Il medicinale può essere utilizzato durante la gravidanza o l'allattamento.
Capacità di influenzare la velocità di reazione nella guida di autoveicoli o nell'uso di altri macchinari.
Non influisce.
Modalità e dosi di somministrazione.
Somministrare per via endovenosa, intramuscolare, rettale o sottocutanea (a seconda della via raccomandata).
Per il lavaggio delle ferite e delle mucose, utilizzare il preparato in quantità sufficiente.
Neonati e bambini.
Il medicinale può essere somministrato ai bambini.
Sovradosaggio.
Improbabile in caso di corretto utilizzo.
Effetti indesiderati.
Non si osservano con l'uso corretto del medicinale.

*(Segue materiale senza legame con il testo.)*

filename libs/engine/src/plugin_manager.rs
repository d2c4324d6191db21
use std::sync::Arc;

use switchyard_common::{
  execute::RequestExecutionContext,
  graphql::{GraphQLError, RawParams},
  interceptor::{
    FieldMiddleware, OperationInterceptor, OperationParameterMutator, ResponseInterceptor,
  },
  plugin::{CreatablePlugin, Plugin, PluginError},
};
use switchyard_config::PluginDefinition;
use tracing::debug;

/// Plugins in registration order, plus one chain per capability.
///
/// Chains are built while plugins are registered and never change afterwards, so requests read
/// them without locking.
#[derive(Debug, Default)]
pub struct PluginManager {
  plugins: Vec<Arc<dyn Plugin>>,
  parameter_mutators: Vec<Arc<dyn OperationParameterMutator>>,
  response_interceptors: Vec<Arc<dyn ResponseInterceptor>>,
  operation_interceptors: Vec<Arc<dyn OperationInterceptor>>,
  field_middleware: FieldMiddleware,
}

impl PluginManager {
  pub fn new_from_vec(plugins: Vec<Arc<dyn Plugin>>) -> Result<Self, PluginError> {
    let mut pm = Self::default();

    for plugin in plugins {
      pm.register_boxed_plugin(plugin)?;
    }

    Ok(pm)
  }

  pub async fn create_plugin<T: CreatablePlugin + 'static>(
    config: T::Config,
  ) -> Result<Arc<dyn Plugin>, PluginError> {
    let plugin: Arc<dyn Plugin> = T::create(config).await?;

    Ok(plugin)
  }

  pub async fn new(plugins_config: &[PluginDefinition]) -> Result<Self, PluginError> {
    let mut instance = PluginManager::default();

    for plugin_def in plugins_config.iter() {
      if !plugin_def.enabled() {
        debug!("skipping disabled plugin: {:?}", plugin_def);
        continue;
      }

      let plugin = match plugin_def {
        PluginDefinition::AutomaticPersistedQueriesPlugin { config, .. } => {
          Self::create_plugin::<apq_plugin::Plugin>(config.clone().unwrap_or_default()).await?
        }
        PluginDefinition::DisableIntrospectionPlugin { config, .. } => {
          Self::create_plugin::<disable_introspection_plugin::Plugin>(
            config.clone().unwrap_or_default(),
          )
          .await?
        }
        PluginDefinition::ComplexityLimitPlugin { config, .. } => {
          Self::create_plugin::<complexity_limit_plugin::Plugin>(config.clone()).await?
        }
        PluginDefinition::ApolloTracingPlugin { config, .. } => {
          Self::create_plugin::<apollo_tracing_plugin::Plugin>(config.clone().unwrap_or_default())
            .await?
        }
      };

      instance.register_boxed_plugin(plugin)?;
    }

    Ok(instance)
  }

  /// Validates `plugin` and appends it to every chain matching its capabilities.
  pub fn register_boxed_plugin(&mut self, plugin: Arc<dyn Plugin>) -> Result<(), PluginError> {
    plugin.validate()?;

    if let Some(mutator) = plugin.clone().operation_parameter_mutator() {
      self.parameter_mutators.push(mutator);
    }
    if let Some(interceptor) = plugin.clone().response_interceptor() {
      self.response_interceptors.push(interceptor);
    }
    if let Some(interceptor) = plugin.clone().operation_interceptor() {
      self.operation_interceptors.push(interceptor);
    }
    if let Some(interceptor) = plugin.clone().root_field_interceptor() {
      self.field_middleware.push_root_interceptor(interceptor);
    }
    if let Some(interceptor) = plugin.clone().field_interceptor() {
      self.field_middleware.push_field_interceptor(interceptor);
    }

    debug!(plugin = plugin.name(), "plugin registered");
    self.plugins.push(plugin);

    Ok(())
  }

  pub fn register_plugin(&mut self, plugin: impl Plugin + 'static) -> Result<(), PluginError> {
    self.register_boxed_plugin(Arc::new(plugin))
  }

  pub fn plugins(&self) -> &[Arc<dyn Plugin>] {
    &self.plugins
  }

  pub fn response_interceptors(&self) -> &[Arc<dyn ResponseInterceptor>] {
    &self.response_interceptors
  }

  pub fn operation_interceptors(&self) -> &[Arc<dyn OperationInterceptor>] {
    &self.operation_interceptors
  }

  pub fn field_middleware(&self) -> &FieldMiddleware {
    &self.field_middleware
  }

  /// Runs every parameter mutator in registration order, stopping at the first failure.
  #[tracing::instrument(level = "debug", skip(self, ctx, params))]
  pub async fn on_operation_params(
    &self,
    ctx: &RequestExecutionContext,
    params: &mut RawParams,
  ) -> Result<(), GraphQLError> {
    for mutator in self.parameter_mutators.iter() {
      if ctx.is_cancelled() {
        return Err(GraphQLError::cancelled());
      }

      mutator.mutate_operation_parameters(ctx, params).await?;
    }

    Ok(())
  }
}

#[cfg(test)]
mod tests {
  use std::sync::Mutex;

  use super::*;

  #[derive(Debug)]
  struct Rewrite {
    from: &'static str,
    to: &'static str,
    log: Arc<Mutex<Vec<&'static str>>>,
  }

  #[async_trait::async_trait]
  impl OperationParameterMutator for Rewrite {
    async fn mutate_operation_parameters(
      &self,
      _ctx: &RequestExecutionContext,
      params: &mut RawParams,
    ) -> Result<(), GraphQLError> {
      self.log.lock().unwrap().push(self.from);

      if params.query.as_deref() != Some(self.from) {
        return Err(GraphQLError::new(&format!("expected {}", self.from)));
      }

      params.query = Some(self.to.to_string());
      Ok(())
    }
  }

  impl Plugin for Rewrite {
    fn name(&self) -> &'static str {
      "rewrite"
    }

    fn operation_parameter_mutator(self: Arc<Self>) -> Option<Arc<dyn OperationParameterMutator>> {
      Some(self)
    }
  }

  #[derive(Debug)]
  struct Invalid;

  impl Plugin for Invalid {
    fn name(&self) -> &'static str {
      "invalid"
    }

    fn validate(&self) -> Result<(), PluginError> {
      Err(PluginError::Validation {
        name: self.name().to_string(),
        reason: "always invalid".to_string(),
      })
    }
  }

  fn rewrite(from: &'static str, to: &'static str, log: &Arc<Mutex<Vec<&'static str>>>) -> Rewrite {
    Rewrite {
      from,
      to,
      log: log.clone(),
    }
  }

  #[tokio::test]
  async fn mutators_run_in_order() {
    let log = Arc::new(Mutex::new(Vec::new()));
    let mut pm = PluginManager::default();
    pm.register_plugin(rewrite("a", "b", &log)).unwrap();
    pm.register_plugin(rewrite("b", "c", &log)).unwrap();

    let ctx = RequestExecutionContext::new();
    let mut params = RawParams::new("a");
    pm.on_operation_params(&ctx, &mut params).await.unwrap();

    assert_eq!(params.query.as_deref(), Some("c"));
    assert_eq!(*log.lock().unwrap(), vec!["a", "b"]);
    assert_eq!(pm.plugins().len(), 2);
    assert!(pm.response_interceptors().is_empty());
  }

  #[tokio::test]
  async fn first_failing_mutator_stops_the_chain() {
    let log = Arc::new(Mutex::new(Vec::new()));
    let mut pm = PluginManager::default();
    pm.register_plugin(rewrite("x", "y", &log)).unwrap();
    pm.register_plugin(rewrite("y", "z", &log)).unwrap();

    let ctx = RequestExecutionContext::new();
    let mut params = RawParams::new("a");
    let error = pm.on_operation_params(&ctx, &mut params).await.unwrap_err();

    assert_eq!(error.message, "expected x");
    assert_eq!(*log.lock().unwrap(), vec!["x"]);
  }

  #[tokio::test]
  async fn cancelled_requests_skip_mutators() {
    let log = Arc::new(Mutex::new(Vec::new()));
    let mut pm = PluginManager::default();
    pm.register_plugin(rewrite("a", "b", &log)).unwrap();

    let ctx = RequestExecutionContext::new();
    ctx.cancellation_token().cancel();
    let mut params = RawParams::new("a");

    assert_eq!(
      pm.on_operation_params(&ctx, &mut params).await,
      Err(GraphQLError::cancelled())
    );
    assert!(log.lock().unwrap().is_empty());
  }

  #[test]
  fn validation_runs_at_registration() {
    let mut pm = PluginManager::default();

    assert!(matches!(
      pm.register_plugin(Invalid),
      Err(PluginError::Validation { .. })
    ));
    assert!(pm.plugins().is_empty());
  }

  #[tokio::test]
  async fn builds_chains_from_config() {
    let definitions: Vec<PluginDefinition> = serde_json::from_value(serde_json::json!([
      { "type": "automatic_persisted_queries" },
      { "type": "disable_introspection", "enabled": false },
      { "type": "complexity_limit", "config": { "max_complexity": 5 } },
      { "type": "apollo_tracing" }
    ]))
    .unwrap();

    let pm = PluginManager::new(&definitions).await.unwrap();
    let names: Vec<_> = pm.plugins().iter().map(|plugin| plugin.name()).collect();

    assert_eq!(
      names,
      vec!["automatic_persisted_queries", "complexity_limit", "apollo_tracing"]
    );
    assert_eq!(pm.operation_interceptors().len(), 1);
    assert_eq!(pm.response_interceptors().len(), 1);
    assert_eq!(pm.field_middleware().field_interceptors().len(), 1);
  }

  #[tokio::test]
  async fn invalid_config_fails_setup() {
    let definitions: Vec<PluginDefinition> = serde_json::from_value(serde_json::json!([
      { "type": "complexity_limit", "config": { "max_complexity": 0 } }
    ]))
    .unwrap();

    assert!(matches!(
      PluginManager::new(&definitions).await,
      Err(PluginError::Validation { .. })
    ));
  }
}
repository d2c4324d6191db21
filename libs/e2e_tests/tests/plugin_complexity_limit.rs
use std::sync::Arc;

use e2e::suite::TestSuite;
use serde_json::json;
use switchyard_common::plugin::Plugin;
use tokio::test;

fn suite(max_complexity: usize) -> TestSuite {
  TestSuite {
    plugins: vec![Arc::new(complexity_limit_plugin::Plugin::new(max_complexity)) as Arc<dyn Plugin>],
    data: json!({
      "me": { "name": "test", "friends": [{ "name": "a" }, { "name": "b" }] }
    }),
  }
}

static QUERY: &str = r#"
  query {
    me {
      ...Person
      friends { ...Person }
    }
  }

  fragment Person on User { name }
"#;

#[test]
async fn operations_within_the_limit_execute() {
  let response = suite(4).run_query(QUERY).await;

  assert_eq!(response.errors, None);
  assert_eq!(
    response.data,
    Some(json!({
      "me": { "name": "test", "friends": [{ "name": "a" }, { "name": "b" }] }
    }))
  );
}

#[test]
async fn operations_over_the_limit_are_rejected() {
  let response = suite(3).run_query(QUERY).await;

  assert_eq!(response.data, None);
  let errors = response.errors.unwrap();
  assert_eq!(
    errors[0].message,
    "operation has complexity 4, which exceeds the limit of 3"
  );
  assert_eq!(errors[0].code(), Some("COMPLEXITY_LIMIT_EXCEEDED"));
}
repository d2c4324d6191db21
pub mod suite;
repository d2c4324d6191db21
mod complexity;
mod config;
mod plugin;

pub use complexity::operation_complexity;
pub use config::ComplexityLimitPluginConfig as Config;
pub use plugin::get_complexity_stats;
pub use plugin::ComplexityLimitPlugin as Plugin;
pub use plugin::ComplexityStats;
pub use plugin::COMPLEXITY_STATS_NAME;
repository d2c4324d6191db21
pub mod in_memory;
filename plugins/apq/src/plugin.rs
use std::sync::Arc;

use serde::{de, Deserialize, Deserializer};
use serde_json::{Number, Value};
use sha2::{Digest, Sha256};
use switchyard_cache::CacheStoreConfig;
use switchyard_common::{
  cache::{Cache, CacheError},
  execute::RequestExecutionContext,
  graphql::{GraphQLError, RawParams},
  interceptor::OperationParameterMutator,
  plugin::{CreatablePlugin, Plugin, PluginError},
};
use tracing::{debug, warn};

use crate::config::ApqPluginConfig;

pub const APQ_STATS_NAME: &str = "APQ";
const PERSISTED_QUERY_EXTENSION: &str = "persistedQuery";
const SUPPORTED_VERSION: i64 = 1;

#[derive(Debug, Clone, PartialEq, Eq)]
pub struct ApqStats {
  /// The client sent the operation text along with its hash.
  pub sent_query: bool,
  pub hash: String,
}

/// Returns the persisted query stats recorded for this request, if the plugin ran.
pub fn get_apq_stats(ctx: &RequestExecutionContext) -> Option<Arc<ApqStats>> {
  ctx.stats().get_extension::<ApqStats>(APQ_STATS_NAME)
}

#[derive(Debug, thiserror::Error)]
pub enum ApqError {
  #[error("invalid APQ extension data")]
  InvalidExtensionData,
  #[error("unsupported APQ version")]
  UnsupportedVersion,
  #[error("PersistedQueryNotFound")]
  NotFound,
  #[error("provided APQ hash does not match query")]
  HashMismatch,
  #[error("persisted query cache unavailable")]
  CacheUnavailable(#[source] CacheError),
  #[error("request cancelled")]
  Cancelled,
}

impl From<ApqError> for GraphQLError {
  fn from(error: ApqError) -> Self {
    let message = error.to_string();

    match error {
      ApqError::NotFound => GraphQLError::new(&message).with_code("PERSISTED_QUERY_NOT_FOUND"),
      ApqError::CacheUnavailable(_) => {
        GraphQLError::new(&message).with_code("PERSISTED_QUERY_CACHE_UNAVAILABLE")
      }
      ApqError::Cancelled => GraphQLError::cancelled(),
      _ => GraphQLError::new(&message),
    }
  }
}

#[derive(Deserialize, Debug)]
struct PersistedQueryExtension {
  #[serde(default, deserialize_with = "deserialize_version")]
  version: i64,
  #[serde(rename = "sha256Hash", default)]
  sha256_hash: String,
}

/// Accepts integers and whole-number floats such as `1.0`.
fn deserialize_version<'de, D: Deserializer<'de>>(deserializer: D) -> Result<i64, D::Error> {
  let number = Number::deserialize(deserializer)?;

  number
    .as_i64()
    .or_else(|| {
      number
        .as_f64()
        .filter(|version| version.fract() == 0.0 && version.abs() <= i64::MAX as f64)
        .map(|version| version as i64)
    })
    .ok_or_else(|| de::Error::custom(format!("invalid APQ version {}", number)))
}

#[derive(Debug)]
pub struct AutomaticPersistedQueriesPlugin {
  cache: Option<Arc<dyn Cache<String>>>,
}

#[async_trait::async_trait]
impl CreatablePlugin for AutomaticPersistedQueriesPlugin {
  type Config = ApqPluginConfig;

  async fn create(config: ApqPluginConfig) -> Result<Arc<Self>, PluginError> {
    if config.store == CacheStoreConfig::Disabled {
      return Err(PluginError::Validation {
        name: "automatic_persisted_queries".to_string(),
        reason: "the persisted query store cannot be disabled".to_string(),
      });
    }

    let cache = switchyard_cache::create_store::<String>(&config.store);

    Ok(Arc::new(Self::new(Some(cache))))
  }
}

impl AutomaticPersistedQueriesPlugin {
  pub fn new(cache: Option<Arc<dyn Cache<String>>>) -> Self {
    Self { cache }
  }

  pub fn with_cache(cache: Arc<dyn Cache<String>>) -> Self {
    Self::new(Some(cache))
  }

  #[tracing::instrument(level = "debug", skip_all, name = "AutomaticPersistedQueriesPlugin::resolve")]
  async fn resolve(
    &self,
    ctx: &RequestExecutionContext,
    params: &mut RawParams,
  ) -> Result<(), ApqError> {
    let extension = match params.extensions.get(PERSISTED_QUERY_EXTENSION) {
      Some(Value::Null) | None => return Ok(()),
      Some(extension) => PersistedQueryExtension::deserialize(extension).map_err(|e| {
        debug!("failed to decode persisted query extension: {}", e);
        ApqError::InvalidExtensionData
      })?,
    };

    if extension.version != SUPPORTED_VERSION {
      return Err(ApqError::UnsupportedVersion);
    }

    // only reachable when validate() was skipped
    let cache = self.cache.as_ref().ok_or_else(|| {
      ApqError::CacheUnavailable(CacheError::Unavailable {
        store: "none".to_string(),
        source: anyhow::anyhow!("no persisted query cache configured"),
      })
    })?;

    let hash = extension.sha256_hash;

    if !params.has_query() {
      let query = ctx
        .cancellable(cache.get(&hash))
        .await
        .map_err(|_| ApqError::Cancelled)?
        .map_err(|e| {
          warn!("failed to look up persisted query: {}", e);
          ApqError::CacheUnavailable(e)
        })?
        .ok_or(ApqError::NotFound)?;

      debug!(hash = %hash, "resolved persisted query from cache");
      params.query = Some(query);
      ctx.stats().set_extension(
        APQ_STATS_NAME,
        ApqStats {
          sent_query: false,
          hash,
        },
      );

      return Ok(());
    }

    let query = params.query.clone().unwrap_or_default();
    if !compute_query_hash(&query).eq_ignore_ascii_case(&hash) {
      return Err(ApqError::HashMismatch);
    }

    ctx
      .cancellable(cache.add(&hash, query))
      .await
      .map_err(|_| ApqError::Cancelled)?
      .map_err(|e| {
        warn!("failed to register persisted query: {}", e);
        ApqError::CacheUnavailable(e)
      })?;

    debug!(hash = %hash, "registered persisted query");
    ctx.stats().set_extension(
      APQ_STATS_NAME,
      ApqStats {
        sent_query: true,
        hash,
      },
    );

    Ok(())
  }
}

pub(crate) fn compute_query_hash(query: &str) -> String {
  hex::encode(Sha256::digest(query.as_bytes()))
}

impl Plugin for AutomaticPersistedQueriesPlugin {
  fn name(&self) -> &'static str {
    "automatic_persisted_queries"
  }

  fn validate(&self) -> Result<(), PluginError> {
    match self.cache {
      Some(_) => Ok(()),
      None => Err(PluginError::Validation {
        name: self.name().to_string(),
        reason: "a persisted query cache is required".to_string(),
      }),
    }
  }

  fn operation_parameter_mutator(self: Arc<Self>) -> Option<Arc<dyn OperationParameterMutator>> {
    Some(self)
  }
}

#[async_trait::async_trait]
impl OperationParameterMutator for AutomaticPersistedQueriesPlugin {
  async fn mutate_operation_parameters(
    &self,
    ctx: &RequestExecutionContext,
    params: &mut RawParams,
  ) -> Result<(), GraphQLError> {
    self.resolve(ctx, params).await.map_err(GraphQLError::from)
  }
}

Segnalazione di sospetti effetti indesiderati
La segnalazione di effetti indesiderati dopo la registrazione del medicinale è di fondamentale importanza. Permette di monitorare il rapporto beneficio/rischio dell’utilizzo di questo medicinale. I professionisti medici e farmaceutici, nonché i pazienti o i loro rappresentanti legali, devono segnalare tutti i casi di sospetti effetti indesiderati e di mancata efficacia del medicinale attraverso il Sistema informatizzato automatizzato di farmacovigilanza al seguente indirizzo: https://aisf.dec.gov.ua.
Periodo di validità. 2 anni.
Condizioni di conservazione. Conservare nell’imballaggio originale a una temperatura non superiore a 25 °C.
Conservare in un luogo inaccessibile ai bambini.
Incompatibilità. Determinata dal medicinale che deve essere diluito con soluzione di cloruro di sodio.
Confezionamento.
2 ml in fiala di polietilene. 10 fiale in confezione di cartone.
5 ml in fiala di polietilene. 10 o 50 fiale in confezione di cartone.
10 ml in fiala di polietilene. 10 fiale in confezione di cartone.
Categoria di dispensazione. Su prescrizione medica.
Produttore. S.R.L. «FARMASEL».
Indirizzo del produttore e sede operativa.
Ucraina, 07408, Regione di Kiev, distretto di Brovary, località Kvítneve, via Prorizna, 3.